• _What you need to do_
In which lines of the data does the string "labels" appear? Copy every one.

※ ※ ※

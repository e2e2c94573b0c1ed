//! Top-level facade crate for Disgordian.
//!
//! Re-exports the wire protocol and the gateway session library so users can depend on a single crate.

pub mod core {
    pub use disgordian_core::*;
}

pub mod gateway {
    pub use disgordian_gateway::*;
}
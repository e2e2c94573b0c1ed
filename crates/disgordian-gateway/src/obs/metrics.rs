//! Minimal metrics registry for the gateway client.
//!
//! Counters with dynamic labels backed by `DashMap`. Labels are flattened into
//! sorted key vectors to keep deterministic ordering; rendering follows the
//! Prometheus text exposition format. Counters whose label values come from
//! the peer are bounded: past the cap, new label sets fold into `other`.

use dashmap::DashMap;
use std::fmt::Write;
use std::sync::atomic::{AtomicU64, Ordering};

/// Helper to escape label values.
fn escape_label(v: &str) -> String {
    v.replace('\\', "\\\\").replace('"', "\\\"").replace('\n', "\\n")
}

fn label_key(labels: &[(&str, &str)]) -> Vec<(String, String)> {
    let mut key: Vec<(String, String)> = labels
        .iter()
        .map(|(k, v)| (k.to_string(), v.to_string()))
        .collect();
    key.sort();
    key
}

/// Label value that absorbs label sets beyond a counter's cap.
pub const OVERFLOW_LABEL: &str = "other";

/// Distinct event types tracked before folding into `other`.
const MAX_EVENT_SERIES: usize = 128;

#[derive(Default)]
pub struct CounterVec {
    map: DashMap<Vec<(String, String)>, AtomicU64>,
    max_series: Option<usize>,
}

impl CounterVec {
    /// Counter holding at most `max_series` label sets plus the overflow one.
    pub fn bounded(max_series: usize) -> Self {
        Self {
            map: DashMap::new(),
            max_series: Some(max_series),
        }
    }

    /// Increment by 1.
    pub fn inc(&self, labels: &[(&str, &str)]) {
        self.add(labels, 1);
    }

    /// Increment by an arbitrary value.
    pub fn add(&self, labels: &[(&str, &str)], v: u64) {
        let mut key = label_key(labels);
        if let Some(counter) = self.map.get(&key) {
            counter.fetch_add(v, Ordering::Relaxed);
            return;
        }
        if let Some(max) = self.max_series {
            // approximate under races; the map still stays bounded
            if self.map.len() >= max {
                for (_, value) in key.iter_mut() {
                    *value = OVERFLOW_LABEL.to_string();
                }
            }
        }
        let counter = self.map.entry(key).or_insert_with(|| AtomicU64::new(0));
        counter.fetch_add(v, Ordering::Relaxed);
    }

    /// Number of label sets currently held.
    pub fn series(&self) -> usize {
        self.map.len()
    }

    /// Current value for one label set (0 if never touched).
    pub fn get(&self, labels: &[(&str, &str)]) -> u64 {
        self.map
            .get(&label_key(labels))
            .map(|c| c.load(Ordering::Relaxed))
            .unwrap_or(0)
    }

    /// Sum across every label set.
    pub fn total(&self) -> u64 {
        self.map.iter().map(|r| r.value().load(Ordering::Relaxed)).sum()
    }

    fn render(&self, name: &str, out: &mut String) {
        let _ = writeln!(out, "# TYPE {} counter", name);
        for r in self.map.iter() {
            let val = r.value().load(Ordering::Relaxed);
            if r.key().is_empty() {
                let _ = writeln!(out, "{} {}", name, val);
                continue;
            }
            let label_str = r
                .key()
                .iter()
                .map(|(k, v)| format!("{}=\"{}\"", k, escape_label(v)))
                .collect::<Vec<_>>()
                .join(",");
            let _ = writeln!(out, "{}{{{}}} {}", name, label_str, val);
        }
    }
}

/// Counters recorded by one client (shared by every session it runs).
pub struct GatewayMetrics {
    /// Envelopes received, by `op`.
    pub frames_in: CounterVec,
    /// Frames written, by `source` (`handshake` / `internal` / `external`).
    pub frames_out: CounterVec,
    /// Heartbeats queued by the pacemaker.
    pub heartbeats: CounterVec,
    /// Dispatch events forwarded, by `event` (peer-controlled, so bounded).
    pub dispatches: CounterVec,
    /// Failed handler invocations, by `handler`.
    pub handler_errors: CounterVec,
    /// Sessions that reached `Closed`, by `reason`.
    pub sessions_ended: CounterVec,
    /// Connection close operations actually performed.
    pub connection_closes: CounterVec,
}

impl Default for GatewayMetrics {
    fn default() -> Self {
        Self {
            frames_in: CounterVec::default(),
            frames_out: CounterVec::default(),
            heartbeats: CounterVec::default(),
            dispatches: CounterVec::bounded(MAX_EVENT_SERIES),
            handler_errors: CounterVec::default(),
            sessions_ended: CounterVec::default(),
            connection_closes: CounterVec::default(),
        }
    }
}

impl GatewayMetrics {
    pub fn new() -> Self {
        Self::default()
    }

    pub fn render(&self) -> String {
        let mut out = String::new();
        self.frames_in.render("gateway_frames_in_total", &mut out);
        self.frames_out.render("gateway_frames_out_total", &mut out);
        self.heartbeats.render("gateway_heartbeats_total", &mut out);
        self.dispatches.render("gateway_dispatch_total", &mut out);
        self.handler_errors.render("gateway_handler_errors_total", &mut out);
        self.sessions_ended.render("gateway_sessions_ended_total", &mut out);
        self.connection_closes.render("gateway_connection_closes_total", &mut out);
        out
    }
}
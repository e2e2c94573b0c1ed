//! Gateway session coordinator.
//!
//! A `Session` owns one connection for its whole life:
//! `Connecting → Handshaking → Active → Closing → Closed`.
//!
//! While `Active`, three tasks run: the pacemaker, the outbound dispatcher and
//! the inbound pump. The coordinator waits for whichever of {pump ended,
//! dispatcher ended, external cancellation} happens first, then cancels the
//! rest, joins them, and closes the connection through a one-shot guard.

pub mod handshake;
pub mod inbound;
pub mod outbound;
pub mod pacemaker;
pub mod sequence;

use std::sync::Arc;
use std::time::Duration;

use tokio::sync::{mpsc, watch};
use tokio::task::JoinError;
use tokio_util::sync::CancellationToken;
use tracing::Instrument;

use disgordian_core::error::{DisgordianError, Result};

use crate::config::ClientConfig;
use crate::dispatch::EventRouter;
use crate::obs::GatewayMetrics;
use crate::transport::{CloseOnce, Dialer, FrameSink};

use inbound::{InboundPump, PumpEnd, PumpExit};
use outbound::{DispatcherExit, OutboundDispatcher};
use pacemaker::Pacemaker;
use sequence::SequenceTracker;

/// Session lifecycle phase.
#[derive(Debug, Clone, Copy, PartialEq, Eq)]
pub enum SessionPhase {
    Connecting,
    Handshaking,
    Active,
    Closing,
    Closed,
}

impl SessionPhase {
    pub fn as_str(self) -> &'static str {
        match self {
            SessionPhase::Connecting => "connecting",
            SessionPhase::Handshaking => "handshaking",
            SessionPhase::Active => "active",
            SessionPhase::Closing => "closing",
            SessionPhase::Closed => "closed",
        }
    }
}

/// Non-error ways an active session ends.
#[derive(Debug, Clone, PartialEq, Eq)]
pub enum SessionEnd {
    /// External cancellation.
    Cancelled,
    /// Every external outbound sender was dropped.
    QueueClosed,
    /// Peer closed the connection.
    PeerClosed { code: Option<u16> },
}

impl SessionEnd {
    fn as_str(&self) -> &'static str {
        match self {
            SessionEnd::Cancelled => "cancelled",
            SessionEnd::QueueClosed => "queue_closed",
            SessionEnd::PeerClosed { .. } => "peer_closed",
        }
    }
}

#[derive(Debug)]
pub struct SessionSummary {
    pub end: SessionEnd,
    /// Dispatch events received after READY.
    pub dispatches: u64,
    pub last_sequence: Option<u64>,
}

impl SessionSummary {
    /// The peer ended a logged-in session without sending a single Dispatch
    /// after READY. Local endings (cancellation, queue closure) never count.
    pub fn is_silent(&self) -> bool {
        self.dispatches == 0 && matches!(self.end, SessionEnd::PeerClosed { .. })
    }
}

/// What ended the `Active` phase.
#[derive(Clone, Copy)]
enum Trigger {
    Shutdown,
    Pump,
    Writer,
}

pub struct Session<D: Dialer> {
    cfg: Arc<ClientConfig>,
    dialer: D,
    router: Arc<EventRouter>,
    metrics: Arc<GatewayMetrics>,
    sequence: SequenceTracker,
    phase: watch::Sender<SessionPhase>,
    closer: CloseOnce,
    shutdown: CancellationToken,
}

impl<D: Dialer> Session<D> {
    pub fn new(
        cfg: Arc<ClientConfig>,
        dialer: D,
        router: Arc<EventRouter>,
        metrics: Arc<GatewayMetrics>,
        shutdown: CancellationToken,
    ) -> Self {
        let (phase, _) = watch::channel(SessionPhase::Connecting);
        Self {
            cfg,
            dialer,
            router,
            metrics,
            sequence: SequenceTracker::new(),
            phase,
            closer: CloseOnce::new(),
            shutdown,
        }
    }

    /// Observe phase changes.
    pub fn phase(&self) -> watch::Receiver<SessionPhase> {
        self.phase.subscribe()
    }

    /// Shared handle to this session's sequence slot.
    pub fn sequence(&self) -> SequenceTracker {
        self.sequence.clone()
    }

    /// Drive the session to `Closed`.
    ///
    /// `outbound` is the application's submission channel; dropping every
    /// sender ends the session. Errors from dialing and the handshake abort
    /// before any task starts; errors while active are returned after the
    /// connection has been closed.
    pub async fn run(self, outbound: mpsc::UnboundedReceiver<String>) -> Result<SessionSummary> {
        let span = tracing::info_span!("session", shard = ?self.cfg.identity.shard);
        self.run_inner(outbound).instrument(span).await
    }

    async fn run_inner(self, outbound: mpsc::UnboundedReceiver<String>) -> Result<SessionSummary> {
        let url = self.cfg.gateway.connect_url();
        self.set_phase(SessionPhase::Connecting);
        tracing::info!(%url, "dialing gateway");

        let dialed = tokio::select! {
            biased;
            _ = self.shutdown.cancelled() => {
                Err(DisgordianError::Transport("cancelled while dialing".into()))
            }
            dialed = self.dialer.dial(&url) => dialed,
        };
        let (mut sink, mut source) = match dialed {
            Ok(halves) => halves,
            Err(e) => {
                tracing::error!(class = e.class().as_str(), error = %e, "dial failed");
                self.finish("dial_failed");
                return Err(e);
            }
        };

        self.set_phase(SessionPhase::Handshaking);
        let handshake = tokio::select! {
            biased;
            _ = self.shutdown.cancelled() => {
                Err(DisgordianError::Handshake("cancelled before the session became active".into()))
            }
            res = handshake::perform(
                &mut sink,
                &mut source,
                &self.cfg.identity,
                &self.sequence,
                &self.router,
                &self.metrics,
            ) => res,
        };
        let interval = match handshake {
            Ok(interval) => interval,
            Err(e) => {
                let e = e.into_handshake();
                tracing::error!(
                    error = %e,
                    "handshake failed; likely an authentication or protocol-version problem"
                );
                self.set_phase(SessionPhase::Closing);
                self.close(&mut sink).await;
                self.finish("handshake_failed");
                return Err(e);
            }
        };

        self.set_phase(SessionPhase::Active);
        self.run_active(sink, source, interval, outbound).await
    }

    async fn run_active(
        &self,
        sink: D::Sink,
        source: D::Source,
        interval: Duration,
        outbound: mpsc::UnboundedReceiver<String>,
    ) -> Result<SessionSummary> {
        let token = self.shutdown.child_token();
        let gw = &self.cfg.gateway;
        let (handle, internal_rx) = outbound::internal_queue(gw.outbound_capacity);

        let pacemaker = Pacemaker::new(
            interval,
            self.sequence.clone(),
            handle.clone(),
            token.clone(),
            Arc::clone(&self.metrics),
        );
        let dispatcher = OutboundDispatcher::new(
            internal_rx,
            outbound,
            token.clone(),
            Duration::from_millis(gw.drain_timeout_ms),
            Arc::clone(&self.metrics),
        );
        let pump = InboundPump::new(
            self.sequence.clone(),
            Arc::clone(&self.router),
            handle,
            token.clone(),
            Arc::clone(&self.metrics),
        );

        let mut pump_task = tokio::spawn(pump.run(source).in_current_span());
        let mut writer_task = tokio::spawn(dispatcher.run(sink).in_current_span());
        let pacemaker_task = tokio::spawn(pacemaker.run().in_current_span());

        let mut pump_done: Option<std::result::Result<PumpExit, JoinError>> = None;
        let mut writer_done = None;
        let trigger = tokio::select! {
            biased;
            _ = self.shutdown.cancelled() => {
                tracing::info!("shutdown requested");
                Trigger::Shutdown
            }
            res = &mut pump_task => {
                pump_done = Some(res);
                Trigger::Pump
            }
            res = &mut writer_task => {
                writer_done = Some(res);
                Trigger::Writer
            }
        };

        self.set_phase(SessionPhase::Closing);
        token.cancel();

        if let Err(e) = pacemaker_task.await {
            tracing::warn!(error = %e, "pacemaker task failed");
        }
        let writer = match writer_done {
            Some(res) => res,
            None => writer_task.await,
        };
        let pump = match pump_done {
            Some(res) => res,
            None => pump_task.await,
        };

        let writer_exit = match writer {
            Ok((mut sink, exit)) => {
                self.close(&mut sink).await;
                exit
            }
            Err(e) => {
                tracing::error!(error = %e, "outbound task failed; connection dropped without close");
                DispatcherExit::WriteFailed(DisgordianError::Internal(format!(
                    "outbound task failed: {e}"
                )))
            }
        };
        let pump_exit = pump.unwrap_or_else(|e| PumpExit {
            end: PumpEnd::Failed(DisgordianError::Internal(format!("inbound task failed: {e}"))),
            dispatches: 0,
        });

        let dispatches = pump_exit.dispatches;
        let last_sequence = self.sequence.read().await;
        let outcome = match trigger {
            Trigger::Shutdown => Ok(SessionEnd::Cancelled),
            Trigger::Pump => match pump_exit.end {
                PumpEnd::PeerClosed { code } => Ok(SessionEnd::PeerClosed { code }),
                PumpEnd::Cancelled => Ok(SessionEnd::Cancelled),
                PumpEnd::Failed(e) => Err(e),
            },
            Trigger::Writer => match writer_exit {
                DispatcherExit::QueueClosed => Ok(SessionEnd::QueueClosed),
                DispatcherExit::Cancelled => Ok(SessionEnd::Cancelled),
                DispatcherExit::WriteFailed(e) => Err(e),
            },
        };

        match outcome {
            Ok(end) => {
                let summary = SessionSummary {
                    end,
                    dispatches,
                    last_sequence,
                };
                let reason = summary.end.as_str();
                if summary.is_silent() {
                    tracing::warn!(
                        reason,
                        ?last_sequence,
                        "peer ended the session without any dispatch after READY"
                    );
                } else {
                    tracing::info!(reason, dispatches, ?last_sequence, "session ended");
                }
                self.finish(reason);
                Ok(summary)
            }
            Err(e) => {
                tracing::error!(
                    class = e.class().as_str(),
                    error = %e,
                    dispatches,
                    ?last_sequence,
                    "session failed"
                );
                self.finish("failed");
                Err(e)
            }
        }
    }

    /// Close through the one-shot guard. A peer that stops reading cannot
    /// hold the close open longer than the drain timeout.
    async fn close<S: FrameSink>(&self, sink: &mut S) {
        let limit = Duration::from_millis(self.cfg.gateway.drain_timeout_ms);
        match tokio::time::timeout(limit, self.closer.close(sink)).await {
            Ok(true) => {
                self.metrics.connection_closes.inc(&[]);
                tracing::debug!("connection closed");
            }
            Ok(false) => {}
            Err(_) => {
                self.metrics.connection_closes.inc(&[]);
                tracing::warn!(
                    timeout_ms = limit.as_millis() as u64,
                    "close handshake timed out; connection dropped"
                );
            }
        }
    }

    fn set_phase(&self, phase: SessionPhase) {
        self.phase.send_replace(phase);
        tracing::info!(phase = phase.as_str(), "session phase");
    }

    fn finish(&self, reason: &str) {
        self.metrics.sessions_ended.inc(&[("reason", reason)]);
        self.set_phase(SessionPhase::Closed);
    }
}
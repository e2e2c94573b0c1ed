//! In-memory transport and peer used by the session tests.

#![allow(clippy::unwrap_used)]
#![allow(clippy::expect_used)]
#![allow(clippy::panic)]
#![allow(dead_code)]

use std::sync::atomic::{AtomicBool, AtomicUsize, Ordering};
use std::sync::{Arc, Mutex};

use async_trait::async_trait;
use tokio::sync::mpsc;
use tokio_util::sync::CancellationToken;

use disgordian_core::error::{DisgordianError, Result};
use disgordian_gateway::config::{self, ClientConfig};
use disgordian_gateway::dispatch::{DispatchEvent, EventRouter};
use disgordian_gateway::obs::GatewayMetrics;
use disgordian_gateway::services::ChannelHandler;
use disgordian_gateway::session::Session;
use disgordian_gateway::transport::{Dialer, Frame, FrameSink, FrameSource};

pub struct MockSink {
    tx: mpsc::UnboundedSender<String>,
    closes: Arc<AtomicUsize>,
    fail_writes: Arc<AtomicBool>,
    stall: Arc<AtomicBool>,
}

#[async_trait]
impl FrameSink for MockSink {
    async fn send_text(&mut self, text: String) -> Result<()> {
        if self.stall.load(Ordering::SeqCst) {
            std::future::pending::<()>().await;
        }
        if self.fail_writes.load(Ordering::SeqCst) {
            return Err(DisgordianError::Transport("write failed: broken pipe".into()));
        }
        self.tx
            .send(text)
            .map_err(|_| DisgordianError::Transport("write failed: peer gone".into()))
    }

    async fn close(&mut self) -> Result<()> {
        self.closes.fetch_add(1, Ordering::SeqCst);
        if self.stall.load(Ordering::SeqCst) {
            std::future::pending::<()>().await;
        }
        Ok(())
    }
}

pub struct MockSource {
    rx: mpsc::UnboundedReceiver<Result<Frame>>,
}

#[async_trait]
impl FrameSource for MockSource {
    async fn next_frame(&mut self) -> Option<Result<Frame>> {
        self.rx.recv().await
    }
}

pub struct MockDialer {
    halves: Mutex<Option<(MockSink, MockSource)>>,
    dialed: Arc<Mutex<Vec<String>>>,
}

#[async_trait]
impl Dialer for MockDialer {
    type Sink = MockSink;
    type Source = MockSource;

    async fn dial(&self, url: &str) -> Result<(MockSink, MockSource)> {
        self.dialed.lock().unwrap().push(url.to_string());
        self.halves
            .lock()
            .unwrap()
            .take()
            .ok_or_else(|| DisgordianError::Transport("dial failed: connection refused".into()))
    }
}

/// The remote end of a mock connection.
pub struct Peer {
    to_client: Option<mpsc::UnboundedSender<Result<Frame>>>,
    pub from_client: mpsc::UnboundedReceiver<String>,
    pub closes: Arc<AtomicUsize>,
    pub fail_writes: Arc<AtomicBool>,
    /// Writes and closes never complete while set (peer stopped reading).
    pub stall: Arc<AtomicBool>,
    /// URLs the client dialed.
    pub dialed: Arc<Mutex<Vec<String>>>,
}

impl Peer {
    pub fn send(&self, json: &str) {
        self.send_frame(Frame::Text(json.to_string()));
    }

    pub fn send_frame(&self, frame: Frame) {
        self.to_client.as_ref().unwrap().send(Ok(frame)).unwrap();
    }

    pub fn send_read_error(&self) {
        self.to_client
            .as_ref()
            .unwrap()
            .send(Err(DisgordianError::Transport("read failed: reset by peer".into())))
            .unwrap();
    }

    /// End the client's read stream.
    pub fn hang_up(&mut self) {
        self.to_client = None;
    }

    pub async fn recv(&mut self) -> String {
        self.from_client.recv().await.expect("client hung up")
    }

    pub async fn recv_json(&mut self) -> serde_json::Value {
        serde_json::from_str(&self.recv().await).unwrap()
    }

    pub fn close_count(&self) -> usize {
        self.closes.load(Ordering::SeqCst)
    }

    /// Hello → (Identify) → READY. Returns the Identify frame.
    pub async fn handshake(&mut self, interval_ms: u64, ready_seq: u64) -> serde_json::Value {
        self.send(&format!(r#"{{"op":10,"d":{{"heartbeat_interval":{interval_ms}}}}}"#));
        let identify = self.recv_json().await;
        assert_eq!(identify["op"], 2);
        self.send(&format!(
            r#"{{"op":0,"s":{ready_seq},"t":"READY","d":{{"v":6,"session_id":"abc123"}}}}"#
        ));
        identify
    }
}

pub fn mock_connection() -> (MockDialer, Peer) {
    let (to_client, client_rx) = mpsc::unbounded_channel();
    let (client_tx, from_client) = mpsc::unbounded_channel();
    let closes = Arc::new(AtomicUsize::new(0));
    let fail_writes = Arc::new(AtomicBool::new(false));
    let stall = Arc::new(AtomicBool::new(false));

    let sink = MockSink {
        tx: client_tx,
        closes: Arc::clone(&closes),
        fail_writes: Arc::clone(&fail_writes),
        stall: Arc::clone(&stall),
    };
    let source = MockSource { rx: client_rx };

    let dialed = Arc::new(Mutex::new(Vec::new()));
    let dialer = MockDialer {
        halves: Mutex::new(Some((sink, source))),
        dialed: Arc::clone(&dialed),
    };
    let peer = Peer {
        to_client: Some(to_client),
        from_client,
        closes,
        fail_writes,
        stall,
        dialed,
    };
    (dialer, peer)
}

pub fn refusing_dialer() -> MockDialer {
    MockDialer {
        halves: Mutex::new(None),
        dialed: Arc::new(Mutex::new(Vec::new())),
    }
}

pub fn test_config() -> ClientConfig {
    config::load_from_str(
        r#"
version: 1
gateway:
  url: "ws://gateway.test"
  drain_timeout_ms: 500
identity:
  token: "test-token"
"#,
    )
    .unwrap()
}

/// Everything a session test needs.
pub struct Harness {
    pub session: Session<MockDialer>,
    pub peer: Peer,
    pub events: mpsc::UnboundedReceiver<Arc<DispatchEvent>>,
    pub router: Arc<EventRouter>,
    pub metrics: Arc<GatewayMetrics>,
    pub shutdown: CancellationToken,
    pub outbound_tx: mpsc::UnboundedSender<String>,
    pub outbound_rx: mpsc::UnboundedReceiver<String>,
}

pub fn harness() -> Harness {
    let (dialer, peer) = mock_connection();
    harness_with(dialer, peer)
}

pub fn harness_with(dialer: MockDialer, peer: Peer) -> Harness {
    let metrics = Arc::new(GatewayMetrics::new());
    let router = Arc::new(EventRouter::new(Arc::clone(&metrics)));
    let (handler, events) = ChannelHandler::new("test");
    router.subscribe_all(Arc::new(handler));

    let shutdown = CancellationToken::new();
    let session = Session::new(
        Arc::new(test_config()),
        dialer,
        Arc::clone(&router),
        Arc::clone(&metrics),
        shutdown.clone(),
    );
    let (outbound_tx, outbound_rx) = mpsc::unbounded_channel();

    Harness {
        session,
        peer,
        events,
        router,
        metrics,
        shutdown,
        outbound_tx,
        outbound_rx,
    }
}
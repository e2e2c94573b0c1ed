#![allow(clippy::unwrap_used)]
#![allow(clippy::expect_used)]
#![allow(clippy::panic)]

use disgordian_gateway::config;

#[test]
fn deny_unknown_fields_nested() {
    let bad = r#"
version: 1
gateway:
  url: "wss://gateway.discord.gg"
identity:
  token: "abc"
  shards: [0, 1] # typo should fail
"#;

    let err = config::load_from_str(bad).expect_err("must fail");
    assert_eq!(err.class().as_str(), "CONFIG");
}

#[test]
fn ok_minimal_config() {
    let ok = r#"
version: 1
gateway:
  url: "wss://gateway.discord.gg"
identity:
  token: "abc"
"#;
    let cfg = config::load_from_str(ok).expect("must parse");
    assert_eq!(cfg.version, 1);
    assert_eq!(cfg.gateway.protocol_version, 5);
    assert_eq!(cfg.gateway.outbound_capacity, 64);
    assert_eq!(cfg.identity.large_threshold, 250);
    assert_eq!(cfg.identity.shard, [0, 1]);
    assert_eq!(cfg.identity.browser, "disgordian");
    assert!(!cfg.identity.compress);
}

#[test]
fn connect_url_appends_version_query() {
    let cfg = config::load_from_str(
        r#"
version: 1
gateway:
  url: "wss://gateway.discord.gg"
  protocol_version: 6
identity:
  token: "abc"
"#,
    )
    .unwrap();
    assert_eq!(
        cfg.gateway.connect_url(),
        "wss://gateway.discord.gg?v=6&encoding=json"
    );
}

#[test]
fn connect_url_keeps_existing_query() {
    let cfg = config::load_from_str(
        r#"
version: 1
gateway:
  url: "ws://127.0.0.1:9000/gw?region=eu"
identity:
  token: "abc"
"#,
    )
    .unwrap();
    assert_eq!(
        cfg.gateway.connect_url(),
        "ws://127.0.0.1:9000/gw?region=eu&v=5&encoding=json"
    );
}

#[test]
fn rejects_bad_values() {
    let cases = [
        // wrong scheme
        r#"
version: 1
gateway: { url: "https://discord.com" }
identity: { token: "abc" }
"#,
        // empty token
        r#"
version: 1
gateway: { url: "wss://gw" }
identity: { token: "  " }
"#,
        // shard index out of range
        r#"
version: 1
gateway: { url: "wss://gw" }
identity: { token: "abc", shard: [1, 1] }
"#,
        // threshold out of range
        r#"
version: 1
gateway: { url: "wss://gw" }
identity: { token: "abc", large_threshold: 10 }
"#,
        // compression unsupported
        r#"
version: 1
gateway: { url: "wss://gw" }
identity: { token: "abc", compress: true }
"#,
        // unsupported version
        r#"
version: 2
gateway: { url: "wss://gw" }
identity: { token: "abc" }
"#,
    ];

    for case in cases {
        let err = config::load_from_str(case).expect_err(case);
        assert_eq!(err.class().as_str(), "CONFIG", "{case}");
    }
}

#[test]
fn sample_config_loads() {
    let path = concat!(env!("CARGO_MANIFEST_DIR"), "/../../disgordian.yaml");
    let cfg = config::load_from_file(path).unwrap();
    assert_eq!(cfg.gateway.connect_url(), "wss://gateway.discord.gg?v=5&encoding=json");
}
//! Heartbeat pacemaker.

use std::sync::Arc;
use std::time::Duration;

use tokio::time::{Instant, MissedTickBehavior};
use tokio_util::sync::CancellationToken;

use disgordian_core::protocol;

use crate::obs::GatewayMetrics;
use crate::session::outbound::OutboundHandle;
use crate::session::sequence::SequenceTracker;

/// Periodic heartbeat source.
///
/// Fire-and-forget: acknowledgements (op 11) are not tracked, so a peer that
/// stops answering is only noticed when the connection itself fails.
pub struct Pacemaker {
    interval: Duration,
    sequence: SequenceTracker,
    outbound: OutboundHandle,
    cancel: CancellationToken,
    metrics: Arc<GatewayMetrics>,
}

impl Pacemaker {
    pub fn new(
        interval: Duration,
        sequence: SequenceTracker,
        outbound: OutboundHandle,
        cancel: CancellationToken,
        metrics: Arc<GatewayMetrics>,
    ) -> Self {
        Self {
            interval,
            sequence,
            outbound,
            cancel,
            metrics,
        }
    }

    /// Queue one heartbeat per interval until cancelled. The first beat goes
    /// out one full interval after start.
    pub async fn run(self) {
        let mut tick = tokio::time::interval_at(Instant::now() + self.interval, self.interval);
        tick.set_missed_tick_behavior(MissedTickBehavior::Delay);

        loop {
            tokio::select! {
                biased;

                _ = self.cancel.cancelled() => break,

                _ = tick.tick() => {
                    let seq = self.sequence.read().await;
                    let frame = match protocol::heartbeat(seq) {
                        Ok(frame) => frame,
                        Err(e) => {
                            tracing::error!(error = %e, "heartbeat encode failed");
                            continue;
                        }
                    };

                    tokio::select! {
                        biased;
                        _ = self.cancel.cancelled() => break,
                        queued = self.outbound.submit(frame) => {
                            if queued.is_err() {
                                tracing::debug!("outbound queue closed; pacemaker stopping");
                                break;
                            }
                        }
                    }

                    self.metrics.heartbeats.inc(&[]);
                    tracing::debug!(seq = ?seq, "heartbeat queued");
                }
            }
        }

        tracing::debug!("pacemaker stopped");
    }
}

※ ※ ※

• _Answer below_
//! Counters with dynamic labels backed by `DashMap`. Labels are flattened into
fn label_key(labels: &[(&str, &str)]) -> Vec<(String, String)> {
    let mut key: Vec<(String, String)> = labels
    pub fn inc(&self, labels: &[(&str, &str)]) {
        self.add(labels, 1);
    pub fn add(&self, labels: &[(&str, &str)], v: u64) {
        let mut key = label_key(labels);
    pub fn get(&self, labels: &[(&str, &str)]) -> u64 {
            .get(&label_key(labels))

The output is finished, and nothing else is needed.